The retailers rued that the new corporation model would bring to an end the traditional wholesale business. “The new system has been brought in a haste. It will not only impact the local trade, but will also result in acute shortage of alcohol due to several ambiguities,” said Vikrant Gazta, a representative of the liquor retailers.
“The complete procurement of all kinds of liquor by HP Beverages Limited will adversely affect 1,765 liquor retailers. It will lead to a situation where there will be unavailability of good liquor brands,” the retailers said. They alleged that the new system had led to a spurt in liquor smuggling.

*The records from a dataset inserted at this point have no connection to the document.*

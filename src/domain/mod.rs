mod credential;
mod errors;
mod provider_id;
mod settings;
mod transform_contract;

pub use credential::Credential;
pub use errors::{ConfigError, ErrorKind, FailureCategory, RemoteError, SettingsError};
pub use provider_id::{ProviderId, UnknownProvider};
pub use settings::{SettingsKey, SettingsStore, credential_for, default_provider};
pub use transform_contract::{GenerationOutcome, PromptRequest, TransformFailure};
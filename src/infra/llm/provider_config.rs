use reqwest::blocking::RequestBuilder;

use crate::domain::ProviderId;

#[derive(Debug, Clone, Copy, PartialEq, Eq)]
pub enum AuthStyle {
    /// Credential travels as a URL query parameter with the given name.
    QueryParam(&'static str),
    /// Credential travels as `Authorization: Bearer <credential>`.
    BearerHeader,
}

impl AuthStyle {
    pub(crate) fn apply(self, request: RequestBuilder, credential: &str) -> RequestBuilder {
        match self {
            Self::QueryParam(name) => request.query(&[(name, credential)]),
            Self::BearerHeader => request.bearer_auth(credential),
        }
    }
}

/// Compiled-in wire settings for one provider.
#[derive(Debug, Clone, Copy, PartialEq, Eq)]
pub struct ProviderConfig {
    pub id: ProviderId,
    pub display_name: &'static str,
    pub default_base_url: &'static str,
    pub endpoint_path: &'static str,
    pub auth_style: AuthStyle,
    pub model: &'static str,
    pub response_path: &'static str,
}

pub const GEMINI: ProviderConfig = ProviderConfig {
    id: ProviderId::Gemini,
    display_name: "Gemini",
    default_base_url: "https://generativelanguage.googleapis.com",
    endpoint_path: "/v1beta/models/gemini-1.5-flash:generateContent",
    auth_style: AuthStyle::QueryParam("key"),
    model: "gemini-1.5-flash",
    response_path: "candidates[0].content.parts[0].text",
};

pub const GROQ: ProviderConfig = ProviderConfig {
    id: ProviderId::Groq,
    display_name: "Groq",
    default_base_url: "https://api.groq.com",
    endpoint_path: "/openai/v1/chat/completions",
    auth_style: AuthStyle::BearerHeader,
    model: "llama-3.3-70b-versatile",
    response_path: "choices[0].message.content",
};

impl ProviderConfig {
    pub fn for_provider(id: ProviderId) -> &'static ProviderConfig {
        match id {
            ProviderId::Gemini => &GEMINI,
            ProviderId::Groq => &GROQ,
        }
    }

    pub fn endpoint_url(&self, base_url: &str) -> String {
        format!("{}{}", base_url.trim_end_matches('/'), self.endpoint_path)
    }
}
mod submission;
mod transform_service;

pub use submission::{
    BUSY_NOTICE, COMPLETED_NOTICE, EditorSink, HostError, Notifier, SubmissionController,
    SubmissionFailure, SubmissionGuard, SubmissionReport, SubmissionTicket,
};
pub use transform_service::TransformService;
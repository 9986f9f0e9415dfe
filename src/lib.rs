//! Cumulative-reading study notes generated through Gemini or Groq.
//!
//! [`app::TransformService`] is the entry point: it validates a passage,
//! builds the prompt, dispatches to the client registered for the chosen
//! [`domain::ProviderId`] and folds the result into a
//! [`domain::GenerationOutcome`].

pub mod app;
pub mod domain;
pub mod infra;
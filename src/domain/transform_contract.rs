use super::{ErrorKind, FailureCategory, ProviderId, RemoteError};

/// Source passage for one transform. Never blank.
#[derive(Debug, Clone, PartialEq, Eq)]
pub struct PromptRequest {
    source_text: String,
}

impl PromptRequest {
    pub fn new(source_text: impl Into<String>) -> Result<Self, TransformFailure> {
        let source_text = source_text.into();
        if source_text.trim().is_empty() {
            return Err(TransformFailure::empty_input());
        }
        Ok(Self { source_text })
    }

    /// The text exactly as supplied, surrounding whitespace included.
    pub fn source_text(&self) -> &str {
        &self.source_text
    }
}

/// Result of a single transform invocation.
#[derive(Debug, Clone, PartialEq, Eq)]
pub enum GenerationOutcome {
    Success(String),
    Failure(TransformFailure),
}

impl GenerationOutcome {
    pub fn is_success(&self) -> bool {
        matches!(self, Self::Success(_))
    }

    pub fn text(&self) -> Option<&str> {
        match self {
            Self::Success(text) => Some(text),
            Self::Failure(_) => None,
        }
    }

    pub fn failure(&self) -> Option<&TransformFailure> {
        match self {
            Self::Success(_) => None,
            Self::Failure(failure) => Some(failure),
        }
    }

    pub fn into_result(self) -> Result<String, TransformFailure> {
        match self {
            Self::Success(text) => Ok(text),
            Self::Failure(failure) => Err(failure),
        }
    }
}

#[derive(Debug, Clone, PartialEq, Eq)]
pub struct TransformFailure {
    pub kind: ErrorKind,
    pub provider: Option<ProviderId>,
    pub detail: String,
}

impl TransformFailure {
    pub fn empty_input() -> Self {
        Self {
            kind: ErrorKind::EmptyInput,
            provider: None,
            detail: "source text must not be empty".to_string(),
        }
    }

    pub fn missing_credential(provider: ProviderId) -> Self {
        Self {
            kind: ErrorKind::MissingCredential,
            provider: Some(provider),
            detail: format!("{} API key is not configured", provider.display_name()),
        }
    }

    pub fn category(&self) -> FailureCategory {
        self.kind.category()
    }

    /// Notice text for the person who submitted the passage.
    pub fn user_message(&self) -> String {
        let name = self
            .provider
            .map(ProviderId::display_name)
            .unwrap_or("Provider");
        let detail = &self.detail;

        match self.kind {
            ErrorKind::EmptyInput => "Please enter some text to convert.".to_string(),
            ErrorKind::MissingCredential => format!("Enter your {name} API key in settings."),
            ErrorKind::HttpStatus(status) => format!("{name} Error: {status}"),
            ErrorKind::MalformedResponse => {
                format!("{name} returned an unexpected response: {detail}")
            }
            ErrorKind::TransportFailure => format!("Could not reach {name}: {detail}"),
        }
    }
}

impl From<RemoteError> for TransformFailure {
    fn from(error: RemoteError) -> Self {
        let kind = error.kind();
        let provider = Some(error.provider());
        let detail = match error {
            RemoteError::HttpStatus { status, .. } => status.to_string(),
            RemoteError::MalformedResponse { message, .. }
            | RemoteError::Transport { message, .. } => message,
            RemoteError::MissingCredential { provider } => {
                return Self::missing_credential(provider);
            }
        };

        Self {
            kind,
            provider,
            detail,
        }
    }
}
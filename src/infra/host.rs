use std::fs;
use std::io::{self, Write};
use std::path::PathBuf;

use crate::app::{EditorSink, HostError, Notifier};

/// Inserts generated text into a document file at a byte offset.
///
/// Without an explicit cursor the text is appended at the end of the file.
/// A missing file is treated as an empty document.
#[derive(Debug, Clone)]
pub struct FileEditorSink {
    path: PathBuf,
    cursor: Option<usize>,
}

impl FileEditorSink {
    pub fn new(path: impl Into<PathBuf>, cursor: Option<usize>) -> Self {
        Self {
            path: path.into(),
            cursor,
        }
    }
}

impl EditorSink for FileEditorSink {
    fn insert_at_cursor(&mut self, text: &str) -> Result<(), HostError> {
        let mut document = match fs::read_to_string(&self.path) {
            Ok(contents) => contents,
            Err(error) if error.kind() == io::ErrorKind::NotFound => String::new(),
            Err(error) => return Err(error.into()),
        };

        let cursor = self.cursor.unwrap_or(document.len());
        if cursor > document.len() || !document.is_char_boundary(cursor) {
            return Err(HostError::InvalidCursor {
                cursor,
                len: document.len(),
            });
        }

        document.insert_str(cursor, text);
        fs::write(&self.path, document)?;
        // Later inserts land after the text just written.
        self.cursor = Some(cursor + text.len());
        Ok(())
    }
}

/// Writes generated text to any `Write` target, typically stdout.
pub struct WriterEditorSink<W> {
    writer: W,
}

impl<W: Write> WriterEditorSink<W> {
    pub fn new(writer: W) -> Self {
        Self { writer }
    }

    pub fn into_inner(self) -> W {
        self.writer
    }
}

impl<W: Write> EditorSink for WriterEditorSink<W> {
    fn insert_at_cursor(&mut self, text: &str) -> Result<(), HostError> {
        self.writer.write_all(text.as_bytes())?;
        if !text.ends_with('\n') {
            self.writer.write_all(b"\n")?;
        }
        self.writer.flush()?;
        Ok(())
    }
}

/// Shows notices on stderr, mirroring transient UI notices.
#[derive(Debug, Default, Clone, Copy)]
pub struct StderrNotifier;

impl Notifier for StderrNotifier {
    fn notify(&mut self, message: &str) {
        let mut stderr = io::stderr().lock();
        if writeln!(stderr, "{message}").is_err() {
            tracing::warn!(%message, "failed to write notice to stderr");
        }
    }
}
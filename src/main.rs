use std::fs;
use std::io::{self, Write};
use std::path::{Path, PathBuf};
use std::process::ExitCode;

use clap::{Args, Parser, Subcommand, ValueEnum};
use cumread::{
    app::{SubmissionController, SubmissionGuard, SubmissionReport, TransformService},
    domain::{
        Credential, ProviderId, SettingsKey, SettingsStore, credential_for, default_provider,
    },
    infra::{
        host::{FileEditorSink, StderrNotifier, WriterEditorSink},
        llm::ProviderRegistry,
        settings::JsonFileSettingsStore,
    },
};
use tracing_subscriber::{EnvFilter, layer::SubscriberExt, util::SubscriberInitExt};

const DEFAULT_LOG_LEVEL: &str = "warn";
const DEFAULT_SETTINGS_PATH: &str = "cumread-settings.json";

/// Convert English text into cumulative-reading study notes.
#[derive(Parser)]
#[command(name = "cumread", version, about, long_about = None)]
struct Cli {
    /// Settings file holding API keys and the default provider.
    #[arg(long, global = true, env = "CUMREAD_SETTINGS", default_value = DEFAULT_SETTINGS_PATH)]
    settings: PathBuf,

    #[arg(long, global = true, value_enum, default_value_t = LogFormat::Pretty)]
    log_format: LogFormat,

    #[command(subcommand)]
    command: Command,
}

#[derive(Subcommand)]
enum Command {
    /// Convert a passage and insert the result into a document or stdout.
    Transform(TransformArgs),

    /// Inspect or change stored settings.
    #[command(subcommand)]
    Config(ConfigCommand),
}

#[derive(Args)]
struct TransformArgs {
    /// Provider to use; defaults to the stored default provider.
    #[arg(long, short)]
    provider: Option<ProviderId>,

    /// Read the passage from this file instead of stdin.
    #[arg(long, short)]
    input: Option<PathBuf>,

    /// Insert the result into this document instead of printing it.
    #[arg(long, short)]
    document: Option<PathBuf>,

    /// Byte offset in the document to insert at; defaults to the end.
    #[arg(long, requires = "document")]
    cursor: Option<usize>,
}

#[derive(Subcommand)]
enum ConfigCommand {
    /// Print the stored settings with API keys masked.
    Show,

    /// Store the API key for a provider.
    SetCredential { provider: ProviderId, value: String },

    /// Choose the provider used when none is given.
    SetDefault { provider: ProviderId },
}

#[derive(Clone, Copy, ValueEnum)]
enum LogFormat {
    Pretty,
    Json,
}

fn main() -> ExitCode {
    let cli = Cli::parse();
    init_logging(cli.log_format);

    let result = match cli.command {
        Command::Transform(args) => run_transform(&cli.settings, args),
        Command::Config(command) => run_config(&cli.settings, command, &mut io::stdout()),
    };

    match result {
        Ok(code) => code,
        Err(error) => {
            tracing::error!(%error, "command failed");
            let _ = writeln!(io::stderr(), "Error: {error}");
            ExitCode::FAILURE
        }
    }
}

fn init_logging(format: LogFormat) {
    let filter =
        EnvFilter::try_from_default_env().unwrap_or_else(|_| EnvFilter::new(DEFAULT_LOG_LEVEL));
    let registry = tracing_subscriber::registry().with(filter);

    match format {
        LogFormat::Json => registry
            .with(
                tracing_subscriber::fmt::layer()
                    .json()
                    .with_writer(io::stderr),
            )
            .init(),
        LogFormat::Pretty => registry
            .with(
                tracing_subscriber::fmt::layer()
                    .with_target(true)
                    .with_writer(io::stderr),
            )
            .init(),
    }
}

fn run_transform(
    settings_path: &Path,
    args: TransformArgs,
) -> Result<ExitCode, Box<dyn std::error::Error>> {
    let report = submit_passage(settings_path, args)?;
    Ok(exit_code_for(&report))
}

fn submit_passage(
    settings_path: &Path,
    args: TransformArgs,
) -> Result<SubmissionReport, Box<dyn std::error::Error>> {
    let settings = JsonFileSettingsStore::open(settings_path)?;
    let provider = resolve_provider(args.provider, &settings);

    let source_text = match &args.input {
        Some(path) => fs::read_to_string(path)?,
        None => io::read_to_string(io::stdin())?,
    };

    let service = TransformService::new(ProviderRegistry::from_env()?);
    tracing::info!(%provider, "starting transform");

    let report = match args.document {
        Some(document) => {
            let editor = FileEditorSink::new(document, args.cursor);
            SubmissionController::new(service, SubmissionGuard::new(), editor, StderrNotifier)
                .submit(&source_text, provider, &settings)
        }
        None => {
            let editor = WriterEditorSink::new(io::stdout().lock());
            SubmissionController::new(service, SubmissionGuard::new(), editor, StderrNotifier)
                .submit(&source_text, provider, &settings)
        }
    };

    Ok(report)
}

/// An explicit `--provider` wins over the stored default.
fn resolve_provider(requested: Option<ProviderId>, settings: &dyn SettingsStore) -> ProviderId {
    requested.unwrap_or_else(|| default_provider(settings))
}

fn exit_code_for(report: &SubmissionReport) -> ExitCode {
    ExitCode::from(exit_status_for(report))
}

fn exit_status_for(report: &SubmissionReport) -> u8 {
    match report {
        SubmissionReport::Completed { .. } => 0,
        SubmissionReport::Failed(_) | SubmissionReport::Busy => 1,
    }
}

fn run_config(
    settings_path: &Path,
    command: ConfigCommand,
    out: &mut dyn Write,
) -> Result<ExitCode, Box<dyn std::error::Error>> {
    let mut settings = JsonFileSettingsStore::open(settings_path)?;

    match command {
        ConfigCommand::Show => {
            writeln!(out, "settings file: {}", settings.path().display())?;
            for provider in ProviderId::ALL {
                writeln!(
                    out,
                    "{}: {}",
                    SettingsKey::credential_for(provider).as_str(),
                    credential_for(&settings, provider).masked()
                )?;
            }
            writeln!(
                out,
                "{}: {}",
                SettingsKey::DefaultProvider.as_str(),
                default_provider(&settings)
            )?;
        }
        ConfigCommand::SetCredential { provider, value } => {
            if !Credential::new(&value).is_present() {
                tracing::warn!(%provider, "storing a blank API key");
            }
            settings.set(SettingsKey::credential_for(provider), value)?;
            writeln!(out, "{} API key saved.", provider.display_name())?;
        }
        ConfigCommand::SetDefault { provider } => {
            settings.set(SettingsKey::DefaultProvider, provider.as_str().to_string())?;
            writeln!(out, "Default provider set to {provider}.")?;
        }
    }

    Ok(ExitCode::SUCCESS)
}

#[cfg(test)]
mod tests {
    use std::fs;
    use std::io;
    use std::path::{Path, PathBuf};

    use clap::Parser;
    use clap::error::ErrorKind as ClapErrorKind;
    use cumread::app::{SubmissionFailure, SubmissionReport};
    use cumread::domain::{ErrorKind, ProviderId, SettingsKey, TransformFailure};
    use cumread::infra::settings::MemorySettingsStore;

    use super::{
        Cli, Command, ConfigCommand, TransformArgs, exit_status_for, resolve_provider, run_config,
        submit_passage,
    };

    struct TempFile(PathBuf);

    impl TempFile {
        fn new(name: &str, extension: &str) -> Self {
            let file_name = format!("cumread-cli-{name}-{}.{extension}", std::process::id());
            Self(std::env::temp_dir().join(file_name))
        }

        fn with_contents(name: &str, extension: &str, contents: &str) -> Self {
            let file = Self::new(name, extension);
            fs::write(file.path(), contents).expect("temp file should be writable");
            file
        }

        fn path(&self) -> &Path {
            &self.0
        }

        fn read(&self) -> String {
            fs::read_to_string(&self.0).expect("temp file must exist")
        }
    }

    impl Drop for TempFile {
        fn drop(&mut self) {
            let _ = fs::remove_file(&self.0);
        }
    }

    fn failed_transform(report: SubmissionReport) -> TransformFailure {
        match report {
            SubmissionReport::Failed(SubmissionFailure::Transform(failure)) => failure,
            SubmissionReport::Failed(SubmissionFailure::Editor(error)) => {
                panic!("expected a transform failure, got editor error {error}")
            }
            SubmissionReport::Completed { .. } => panic!("expected failure, got completion"),
            SubmissionReport::Busy => panic!("expected failure, got busy"),
        }
    }

    #[test]
    fn exit_status_is_zero_only_for_completed_submissions() {
        let failed = SubmissionReport::Failed(SubmissionFailure::Transform(
            TransformFailure::empty_input(),
        ));

        assert_eq!(exit_status_for(&SubmissionReport::Completed { chars: 42 }), 0);
        assert_eq!(exit_status_for(&failed), 1);
        assert_eq!(exit_status_for(&SubmissionReport::Busy), 1);
    }

    #[test]
    fn transform_command_parses_all_options() {
        let cli = Cli::try_parse_from([
            "cumread",
            "transform",
            "--provider",
            "Groq",
            "--input",
            "passage.txt",
            "--document",
            "notes.md",
            "--cursor",
            "12",
            "--settings",
            "custom.json",
        ])
        .expect("transform arguments should parse");

        assert_eq!(cli.settings, PathBuf::from("custom.json"));
        let Command::Transform(args) = cli.command else {
            panic!("expected the transform command");
        };
        assert_eq!(args.provider, Some(ProviderId::Groq));
        assert_eq!(args.input, Some(PathBuf::from("passage.txt")));
        assert_eq!(args.document, Some(PathBuf::from("notes.md")));
        assert_eq!(args.cursor, Some(12));
    }

    #[test]
    fn cursor_without_document_is_rejected() {
        let error = Cli::try_parse_from(["cumread", "transform", "--cursor", "3"])
            .err()
            .expect("cursor alone should be rejected");

        assert_eq!(error.kind(), ClapErrorKind::MissingRequiredArgument);
    }

    #[test]
    fn unknown_provider_is_rejected() {
        let transform = Cli::try_parse_from(["cumread", "transform", "-p", "openai"]);
        let set_default = Cli::try_parse_from(["cumread", "config", "set-default", "openai"]);

        assert!(transform.is_err());
        assert!(set_default.is_err());
    }

    #[test]
    fn config_commands_parse() {
        let cli = Cli::try_parse_from(["cumread", "config", "set-credential", "gemini", "k-1"])
            .expect("set-credential should parse");
        let Command::Config(ConfigCommand::SetCredential { provider, value }) = cli.command else {
            panic!("expected config set-credential");
        };
        assert_eq!(provider, ProviderId::Gemini);
        assert_eq!(value, "k-1");

        let cli = Cli::try_parse_from(["cumread", "config", "set-default", "groq"])
            .expect("set-default should parse");
        assert!(matches!(
            cli.command,
            Command::Config(ConfigCommand::SetDefault {
                provider: ProviderId::Groq,
            })
        ));

        let cli = Cli::try_parse_from(["cumread", "config", "show"])
            .expect("show should parse");
        assert!(matches!(cli.command, Command::Config(ConfigCommand::Show)));
    }

    #[test]
    fn explicit_provider_wins_over_stored_default() {
        let empty = MemorySettingsStore::new();
        let groq_default = MemorySettingsStore::new()
            .with(SettingsKey::DefaultProvider, "groq");

        assert_eq!(resolve_provider(None, &empty), ProviderId::Gemini);
        assert_eq!(resolve_provider(None, &groq_default), ProviderId::Groq);
        assert_eq!(
            resolve_provider(Some(ProviderId::Gemini), &groq_default),
            ProviderId::Gemini
        );
    }

    #[test]
    fn config_show_masks_stored_credentials() {
        let settings = TempFile::new("show", "json");
        let secret = "AIzaSyExampleSecret1234";

        run_config(
            settings.path(),
            ConfigCommand::SetCredential {
                provider: ProviderId::Gemini,
                value: secret.to_string(),
            },
            &mut io::sink(),
        )
        .expect("credential should be stored");
        run_config(
            settings.path(),
            ConfigCommand::SetDefault {
                provider: ProviderId::Groq,
            },
            &mut io::sink(),
        )
        .expect("default provider should be stored");

        let mut out: Vec<u8> = Vec::new();
        run_config(settings.path(), ConfigCommand::Show, &mut out)
            .expect("show should succeed");
        let shown = String::from_utf8(out).expect("output should be UTF-8");

        assert!(shown.contains("geminiCredential: ****1234"));
        assert!(shown.contains("groqCredential: (not set)"));
        assert!(shown.contains("defaultProvider: groq"));
        assert!(!shown.contains(secret));
    }

    #[test]
    fn omitted_provider_uses_stored_default_and_fails_without_key() {
        let settings = TempFile::with_contents("default", "json", r#"{"defaultProvider":"groq"}"#);
        let input = TempFile::with_contents("default-input", "txt", "The storm passed.");

        let report = submit_passage(
            settings.path(),
            TransformArgs {
                provider: None,
                input: Some(input.path().to_path_buf()),
                document: None,
                cursor: None,
            },
        )
        .expect("submission should run");

        assert_eq!(exit_status_for(&report), 1);
        let failure = failed_transform(report);
        assert_eq!(failure.kind, ErrorKind::MissingCredential);
        assert_eq!(failure.provider, Some(ProviderId::Groq));
    }

    #[test]
    fn blank_input_fails_before_any_request() {
        let settings = TempFile::new("blank", "json");
        let input = TempFile::with_contents("blank-input", "txt", "  \n");
        let document = TempFile::with_contents("blank-doc", "md", "kept\n");

        let report = submit_passage(
            settings.path(),
            TransformArgs {
                provider: Some(ProviderId::Gemini),
                input: Some(input.path().to_path_buf()),
                document: Some(document.path().to_path_buf()),
                cursor: None,
            },
        )
        .expect("submission should run");

        assert_eq!(failed_transform(report).kind, ErrorKind::EmptyInput);
        assert_eq!(document.read(), "kept\n");
    }
}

They said while the state’s demand of 84 lakh cases per annum is met by 1,765 retailers, the HPBL was investing in only three depots to cater to the requirement of the entire state. “The capacity of these depots is very less as only 50,000 cases can be stored. Moreover, in a tourism-driven state, each district requires one depot while under the new system, the three depots exist only at Baddi, Mandi and Kangra,” said Gazta.
The retailers lamented that they had paid huge sums as licence fee, infrastructure costs, manpower and they were under tremendous pressure to ensure profitable sales amid the growing liquor shortage. They added that they would have to now travel long distances to procure liquor and there was also the problem of branded liquor not being available.